Task ::
Starting with the first line below, reproduce each line exactly until you have included the one bearing "string is pre-interned".
--- --- ---
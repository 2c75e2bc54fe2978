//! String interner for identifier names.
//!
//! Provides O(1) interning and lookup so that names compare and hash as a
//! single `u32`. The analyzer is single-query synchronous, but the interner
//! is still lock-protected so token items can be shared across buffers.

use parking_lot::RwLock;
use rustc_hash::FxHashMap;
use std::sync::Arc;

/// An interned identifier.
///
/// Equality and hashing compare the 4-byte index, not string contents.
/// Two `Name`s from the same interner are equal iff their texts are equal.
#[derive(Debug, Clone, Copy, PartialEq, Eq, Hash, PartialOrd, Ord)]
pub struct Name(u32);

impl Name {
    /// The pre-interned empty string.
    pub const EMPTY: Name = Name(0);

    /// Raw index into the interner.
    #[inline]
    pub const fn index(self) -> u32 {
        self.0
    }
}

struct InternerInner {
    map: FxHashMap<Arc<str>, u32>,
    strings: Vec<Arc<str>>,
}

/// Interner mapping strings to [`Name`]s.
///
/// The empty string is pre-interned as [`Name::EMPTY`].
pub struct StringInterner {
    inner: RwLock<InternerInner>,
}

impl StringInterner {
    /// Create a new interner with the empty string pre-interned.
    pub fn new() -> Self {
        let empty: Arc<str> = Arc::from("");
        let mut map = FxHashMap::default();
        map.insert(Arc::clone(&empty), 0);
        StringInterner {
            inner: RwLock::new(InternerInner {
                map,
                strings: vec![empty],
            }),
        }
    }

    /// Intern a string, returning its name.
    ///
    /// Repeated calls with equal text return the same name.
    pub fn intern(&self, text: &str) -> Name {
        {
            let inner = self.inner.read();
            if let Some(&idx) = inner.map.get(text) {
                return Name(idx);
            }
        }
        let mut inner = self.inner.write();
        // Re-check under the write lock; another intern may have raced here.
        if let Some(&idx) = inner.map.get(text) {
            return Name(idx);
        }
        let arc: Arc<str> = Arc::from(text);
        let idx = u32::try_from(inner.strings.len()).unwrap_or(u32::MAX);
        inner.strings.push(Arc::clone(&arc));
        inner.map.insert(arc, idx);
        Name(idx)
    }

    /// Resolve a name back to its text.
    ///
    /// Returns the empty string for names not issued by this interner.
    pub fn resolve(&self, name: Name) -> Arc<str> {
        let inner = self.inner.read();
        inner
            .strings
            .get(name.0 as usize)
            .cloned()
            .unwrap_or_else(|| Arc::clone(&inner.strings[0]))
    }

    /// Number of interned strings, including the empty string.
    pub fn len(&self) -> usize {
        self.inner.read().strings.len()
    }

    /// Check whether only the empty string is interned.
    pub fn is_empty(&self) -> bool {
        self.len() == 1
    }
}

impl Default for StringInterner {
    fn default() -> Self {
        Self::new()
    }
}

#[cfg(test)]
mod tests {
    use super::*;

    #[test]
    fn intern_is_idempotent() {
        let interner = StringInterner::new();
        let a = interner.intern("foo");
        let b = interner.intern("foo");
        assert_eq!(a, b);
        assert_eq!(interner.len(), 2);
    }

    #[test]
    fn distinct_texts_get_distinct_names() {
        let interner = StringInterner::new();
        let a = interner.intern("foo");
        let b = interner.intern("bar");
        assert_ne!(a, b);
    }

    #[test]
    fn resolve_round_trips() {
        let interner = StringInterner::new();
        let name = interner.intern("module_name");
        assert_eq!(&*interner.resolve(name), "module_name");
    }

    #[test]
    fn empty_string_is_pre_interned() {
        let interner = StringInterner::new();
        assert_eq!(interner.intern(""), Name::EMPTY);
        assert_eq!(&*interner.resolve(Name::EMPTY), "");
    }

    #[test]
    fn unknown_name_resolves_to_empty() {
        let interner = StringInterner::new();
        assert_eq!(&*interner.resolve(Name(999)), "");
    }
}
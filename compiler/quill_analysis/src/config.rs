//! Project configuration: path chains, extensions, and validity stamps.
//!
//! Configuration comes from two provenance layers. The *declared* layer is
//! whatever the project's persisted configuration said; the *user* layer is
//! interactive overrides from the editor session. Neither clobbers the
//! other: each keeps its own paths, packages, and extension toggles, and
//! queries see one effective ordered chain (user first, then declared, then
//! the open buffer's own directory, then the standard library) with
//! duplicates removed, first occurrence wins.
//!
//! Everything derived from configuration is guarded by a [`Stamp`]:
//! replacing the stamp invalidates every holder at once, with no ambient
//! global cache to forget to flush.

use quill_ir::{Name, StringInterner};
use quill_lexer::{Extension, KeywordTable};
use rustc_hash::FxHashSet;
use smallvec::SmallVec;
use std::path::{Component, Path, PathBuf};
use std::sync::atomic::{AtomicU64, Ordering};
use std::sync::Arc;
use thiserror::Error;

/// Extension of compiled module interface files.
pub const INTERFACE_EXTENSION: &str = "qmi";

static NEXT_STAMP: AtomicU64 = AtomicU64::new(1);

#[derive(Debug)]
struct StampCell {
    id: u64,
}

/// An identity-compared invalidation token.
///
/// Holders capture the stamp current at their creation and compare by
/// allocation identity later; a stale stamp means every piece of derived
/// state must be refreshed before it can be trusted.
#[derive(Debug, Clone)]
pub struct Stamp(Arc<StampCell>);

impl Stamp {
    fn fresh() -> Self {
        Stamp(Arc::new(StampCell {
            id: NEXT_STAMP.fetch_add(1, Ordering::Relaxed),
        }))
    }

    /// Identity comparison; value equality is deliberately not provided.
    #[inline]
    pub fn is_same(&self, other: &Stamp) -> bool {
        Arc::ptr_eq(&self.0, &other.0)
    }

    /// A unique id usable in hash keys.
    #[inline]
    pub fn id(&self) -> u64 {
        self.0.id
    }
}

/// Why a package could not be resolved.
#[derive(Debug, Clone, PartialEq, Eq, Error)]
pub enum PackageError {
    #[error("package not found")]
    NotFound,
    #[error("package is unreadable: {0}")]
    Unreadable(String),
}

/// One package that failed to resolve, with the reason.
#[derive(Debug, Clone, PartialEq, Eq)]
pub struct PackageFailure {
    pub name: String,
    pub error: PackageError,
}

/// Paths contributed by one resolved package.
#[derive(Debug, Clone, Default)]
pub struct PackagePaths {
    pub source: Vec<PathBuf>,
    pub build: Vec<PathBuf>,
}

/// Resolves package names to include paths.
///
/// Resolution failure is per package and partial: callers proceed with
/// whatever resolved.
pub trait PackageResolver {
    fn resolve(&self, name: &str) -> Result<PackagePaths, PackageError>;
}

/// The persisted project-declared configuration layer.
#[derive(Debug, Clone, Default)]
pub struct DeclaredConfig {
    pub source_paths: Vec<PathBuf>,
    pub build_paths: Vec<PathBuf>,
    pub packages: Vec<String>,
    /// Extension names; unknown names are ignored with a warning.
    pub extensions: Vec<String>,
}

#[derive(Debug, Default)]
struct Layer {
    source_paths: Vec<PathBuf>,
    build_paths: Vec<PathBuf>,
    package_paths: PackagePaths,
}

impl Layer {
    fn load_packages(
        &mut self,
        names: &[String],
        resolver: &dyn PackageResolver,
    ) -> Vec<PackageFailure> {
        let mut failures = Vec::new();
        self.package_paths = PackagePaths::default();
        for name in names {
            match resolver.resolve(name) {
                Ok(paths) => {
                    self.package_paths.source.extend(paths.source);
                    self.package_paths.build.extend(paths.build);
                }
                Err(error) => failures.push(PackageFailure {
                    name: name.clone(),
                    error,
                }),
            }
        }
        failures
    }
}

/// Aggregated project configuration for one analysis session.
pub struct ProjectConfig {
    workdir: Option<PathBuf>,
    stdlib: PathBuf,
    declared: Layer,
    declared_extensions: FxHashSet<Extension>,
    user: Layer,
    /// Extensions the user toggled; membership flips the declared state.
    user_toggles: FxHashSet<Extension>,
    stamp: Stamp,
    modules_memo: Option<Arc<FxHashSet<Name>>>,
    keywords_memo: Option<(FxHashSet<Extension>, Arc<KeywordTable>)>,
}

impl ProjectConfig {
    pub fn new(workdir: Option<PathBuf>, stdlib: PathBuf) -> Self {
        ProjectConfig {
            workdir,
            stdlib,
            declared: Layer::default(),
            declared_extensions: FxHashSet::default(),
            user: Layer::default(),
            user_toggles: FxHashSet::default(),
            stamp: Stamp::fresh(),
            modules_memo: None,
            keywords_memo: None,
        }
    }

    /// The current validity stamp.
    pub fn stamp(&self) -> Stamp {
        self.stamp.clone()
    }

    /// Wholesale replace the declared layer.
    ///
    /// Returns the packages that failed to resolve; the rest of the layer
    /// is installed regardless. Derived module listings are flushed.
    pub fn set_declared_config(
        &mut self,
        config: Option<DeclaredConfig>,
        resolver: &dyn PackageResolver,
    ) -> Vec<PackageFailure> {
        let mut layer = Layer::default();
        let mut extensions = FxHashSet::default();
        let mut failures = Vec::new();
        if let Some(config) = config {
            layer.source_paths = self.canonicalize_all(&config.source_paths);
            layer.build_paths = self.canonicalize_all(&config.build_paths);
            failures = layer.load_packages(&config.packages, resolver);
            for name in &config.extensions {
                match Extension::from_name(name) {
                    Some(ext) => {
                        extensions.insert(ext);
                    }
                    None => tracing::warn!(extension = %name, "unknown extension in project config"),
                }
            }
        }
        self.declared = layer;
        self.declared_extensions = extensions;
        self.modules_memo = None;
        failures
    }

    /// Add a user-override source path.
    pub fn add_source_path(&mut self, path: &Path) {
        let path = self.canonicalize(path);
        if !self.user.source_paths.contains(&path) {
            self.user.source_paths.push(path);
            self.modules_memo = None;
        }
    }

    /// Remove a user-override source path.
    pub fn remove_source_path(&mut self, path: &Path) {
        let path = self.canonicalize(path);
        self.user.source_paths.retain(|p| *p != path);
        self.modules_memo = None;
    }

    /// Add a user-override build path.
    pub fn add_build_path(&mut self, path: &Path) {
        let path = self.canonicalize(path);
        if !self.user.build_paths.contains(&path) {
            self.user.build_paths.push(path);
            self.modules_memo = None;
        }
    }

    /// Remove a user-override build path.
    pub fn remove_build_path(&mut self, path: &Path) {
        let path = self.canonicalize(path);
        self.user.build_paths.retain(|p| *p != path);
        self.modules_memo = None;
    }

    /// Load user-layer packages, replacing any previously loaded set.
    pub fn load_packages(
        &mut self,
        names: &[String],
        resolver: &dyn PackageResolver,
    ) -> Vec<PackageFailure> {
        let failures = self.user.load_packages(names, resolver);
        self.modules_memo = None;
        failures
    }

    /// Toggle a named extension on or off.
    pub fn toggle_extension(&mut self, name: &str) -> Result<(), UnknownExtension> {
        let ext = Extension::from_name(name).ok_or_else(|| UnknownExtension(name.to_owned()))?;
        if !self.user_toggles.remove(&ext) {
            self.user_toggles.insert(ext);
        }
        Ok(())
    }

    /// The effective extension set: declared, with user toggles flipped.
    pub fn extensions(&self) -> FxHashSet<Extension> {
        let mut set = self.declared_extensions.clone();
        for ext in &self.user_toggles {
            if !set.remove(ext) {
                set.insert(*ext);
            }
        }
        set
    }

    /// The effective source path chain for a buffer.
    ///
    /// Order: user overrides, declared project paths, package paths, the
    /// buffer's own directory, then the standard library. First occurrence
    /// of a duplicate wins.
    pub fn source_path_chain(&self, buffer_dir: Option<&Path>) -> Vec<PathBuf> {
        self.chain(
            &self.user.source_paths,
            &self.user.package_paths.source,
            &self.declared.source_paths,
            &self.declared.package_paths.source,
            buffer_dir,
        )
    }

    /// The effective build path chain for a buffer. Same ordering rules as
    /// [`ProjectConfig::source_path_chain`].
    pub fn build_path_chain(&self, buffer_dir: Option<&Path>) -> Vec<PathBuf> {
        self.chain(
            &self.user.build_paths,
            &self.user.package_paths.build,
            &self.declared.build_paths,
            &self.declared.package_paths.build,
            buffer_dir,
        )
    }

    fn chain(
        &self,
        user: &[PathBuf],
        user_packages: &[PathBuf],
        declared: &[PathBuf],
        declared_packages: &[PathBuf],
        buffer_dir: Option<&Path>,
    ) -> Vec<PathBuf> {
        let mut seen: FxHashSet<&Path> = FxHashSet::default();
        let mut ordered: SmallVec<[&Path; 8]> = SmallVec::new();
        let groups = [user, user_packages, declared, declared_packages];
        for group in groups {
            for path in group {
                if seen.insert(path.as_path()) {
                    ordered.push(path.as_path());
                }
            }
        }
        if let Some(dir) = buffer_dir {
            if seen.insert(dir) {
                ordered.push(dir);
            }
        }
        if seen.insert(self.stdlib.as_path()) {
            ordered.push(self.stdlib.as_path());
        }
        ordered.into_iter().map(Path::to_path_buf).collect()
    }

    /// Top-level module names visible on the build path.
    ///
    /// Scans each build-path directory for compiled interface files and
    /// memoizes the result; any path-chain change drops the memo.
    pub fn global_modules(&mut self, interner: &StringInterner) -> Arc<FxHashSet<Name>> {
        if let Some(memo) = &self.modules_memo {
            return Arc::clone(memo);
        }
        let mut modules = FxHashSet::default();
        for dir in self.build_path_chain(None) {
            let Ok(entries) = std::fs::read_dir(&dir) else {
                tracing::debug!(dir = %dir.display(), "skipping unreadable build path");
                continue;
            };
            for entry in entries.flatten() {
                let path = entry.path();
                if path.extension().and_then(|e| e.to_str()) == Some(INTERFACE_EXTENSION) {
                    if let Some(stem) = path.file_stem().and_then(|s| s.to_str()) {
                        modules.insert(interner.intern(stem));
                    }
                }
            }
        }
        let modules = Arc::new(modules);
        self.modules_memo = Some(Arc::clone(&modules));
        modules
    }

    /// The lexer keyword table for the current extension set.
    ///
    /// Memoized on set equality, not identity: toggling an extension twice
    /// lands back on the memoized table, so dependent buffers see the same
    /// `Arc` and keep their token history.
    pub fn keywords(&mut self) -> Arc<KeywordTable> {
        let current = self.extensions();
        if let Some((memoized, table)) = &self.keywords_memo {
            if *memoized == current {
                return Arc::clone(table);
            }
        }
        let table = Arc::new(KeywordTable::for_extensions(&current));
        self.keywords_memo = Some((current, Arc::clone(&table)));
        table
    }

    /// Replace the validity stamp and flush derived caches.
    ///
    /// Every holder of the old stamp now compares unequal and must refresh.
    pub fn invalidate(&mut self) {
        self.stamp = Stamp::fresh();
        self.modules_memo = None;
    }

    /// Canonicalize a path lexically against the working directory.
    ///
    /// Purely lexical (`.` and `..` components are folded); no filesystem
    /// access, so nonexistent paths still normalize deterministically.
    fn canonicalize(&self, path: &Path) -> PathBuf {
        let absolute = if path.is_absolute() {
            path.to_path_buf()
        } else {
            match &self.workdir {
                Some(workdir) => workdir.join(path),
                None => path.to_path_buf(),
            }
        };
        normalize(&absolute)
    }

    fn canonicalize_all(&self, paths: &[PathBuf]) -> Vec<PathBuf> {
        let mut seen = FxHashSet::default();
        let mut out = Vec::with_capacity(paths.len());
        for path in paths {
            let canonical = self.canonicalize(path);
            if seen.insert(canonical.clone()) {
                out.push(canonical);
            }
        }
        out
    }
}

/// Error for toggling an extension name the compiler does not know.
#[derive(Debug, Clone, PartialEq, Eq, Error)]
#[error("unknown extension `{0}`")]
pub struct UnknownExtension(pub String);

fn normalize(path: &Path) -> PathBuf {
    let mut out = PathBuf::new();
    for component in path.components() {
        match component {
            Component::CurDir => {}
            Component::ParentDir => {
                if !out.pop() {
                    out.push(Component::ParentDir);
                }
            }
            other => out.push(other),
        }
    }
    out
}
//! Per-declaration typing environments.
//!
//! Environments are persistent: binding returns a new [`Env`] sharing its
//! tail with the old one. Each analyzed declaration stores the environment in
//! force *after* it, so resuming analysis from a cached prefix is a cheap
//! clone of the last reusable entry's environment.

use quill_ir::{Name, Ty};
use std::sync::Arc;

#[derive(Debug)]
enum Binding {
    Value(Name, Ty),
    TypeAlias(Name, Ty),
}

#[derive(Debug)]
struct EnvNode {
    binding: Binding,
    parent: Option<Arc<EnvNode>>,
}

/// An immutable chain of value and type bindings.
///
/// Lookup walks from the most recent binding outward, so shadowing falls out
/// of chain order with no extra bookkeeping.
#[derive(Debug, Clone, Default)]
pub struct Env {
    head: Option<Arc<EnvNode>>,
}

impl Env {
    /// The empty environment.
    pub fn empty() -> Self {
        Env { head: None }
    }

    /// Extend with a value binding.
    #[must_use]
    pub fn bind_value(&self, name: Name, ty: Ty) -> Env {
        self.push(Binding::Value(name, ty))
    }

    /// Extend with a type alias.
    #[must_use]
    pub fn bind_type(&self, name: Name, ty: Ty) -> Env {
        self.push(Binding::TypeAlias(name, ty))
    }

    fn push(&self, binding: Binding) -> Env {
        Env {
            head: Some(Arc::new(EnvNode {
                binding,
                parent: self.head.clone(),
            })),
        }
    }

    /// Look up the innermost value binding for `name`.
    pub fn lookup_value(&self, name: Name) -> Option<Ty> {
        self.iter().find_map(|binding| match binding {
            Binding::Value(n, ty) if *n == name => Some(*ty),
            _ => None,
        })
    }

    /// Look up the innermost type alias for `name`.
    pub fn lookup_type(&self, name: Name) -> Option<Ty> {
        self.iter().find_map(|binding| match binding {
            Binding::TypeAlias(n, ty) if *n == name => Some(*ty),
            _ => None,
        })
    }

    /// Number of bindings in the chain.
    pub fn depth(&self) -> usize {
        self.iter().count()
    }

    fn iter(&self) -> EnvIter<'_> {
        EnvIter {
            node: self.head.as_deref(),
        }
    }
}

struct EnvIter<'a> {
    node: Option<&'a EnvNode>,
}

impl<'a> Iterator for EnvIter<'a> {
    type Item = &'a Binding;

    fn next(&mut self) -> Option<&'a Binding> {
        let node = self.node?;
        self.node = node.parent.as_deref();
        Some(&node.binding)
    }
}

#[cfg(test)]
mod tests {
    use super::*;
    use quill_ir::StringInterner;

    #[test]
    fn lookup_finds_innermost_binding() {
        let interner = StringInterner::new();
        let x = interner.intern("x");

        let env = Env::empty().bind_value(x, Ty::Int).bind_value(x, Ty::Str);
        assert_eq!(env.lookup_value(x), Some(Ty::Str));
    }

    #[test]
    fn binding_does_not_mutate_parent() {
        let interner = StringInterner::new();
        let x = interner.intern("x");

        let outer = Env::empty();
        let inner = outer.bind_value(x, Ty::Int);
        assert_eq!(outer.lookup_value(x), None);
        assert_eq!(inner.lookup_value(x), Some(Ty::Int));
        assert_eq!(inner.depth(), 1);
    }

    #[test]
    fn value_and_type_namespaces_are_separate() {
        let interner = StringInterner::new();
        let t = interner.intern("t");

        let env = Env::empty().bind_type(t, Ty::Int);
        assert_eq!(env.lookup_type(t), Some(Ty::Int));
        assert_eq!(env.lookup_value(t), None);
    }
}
--- --- ---
Output ::
repository 2c75e2bc54fe2978
//! String interner for identifier names.
//!
//! Provides O(1) interning and lookup so that names compare and hash as a
//! single `u32`. The analyzer is single-query synchronous, but the interner
//! is still lock-protected so token items can be shared across buffers.

use parking_lot::RwLock;
use rustc_hash::FxHashMap;
use std::sync::Arc;

/// An interned identifier.
///
/// Equality and hashing compare the 4-byte index, not string contents.
/// Two `Name`s from the same interner are equal iff their texts are equal.
#[derive(Debug, Clone, Copy, PartialEq, Eq, Hash, PartialOrd, Ord)]
pub struct Name(u32);

impl Name {
    /// The pre-interned empty string.
    pub const EMPTY: Name = Name(0);

    /// Raw index into the interner.
    #[inline]
    pub const fn index(self) -> u32 {
        self.0
    }
}

struct InternerInner {
    map: FxHashMap<Arc<str>, u32>,
    strings: Vec<Arc<str>>,
}

/// Interner mapping strings to [`Name`]s.
///
/// The empty string is pre-interned as [`Name::EMPTY`].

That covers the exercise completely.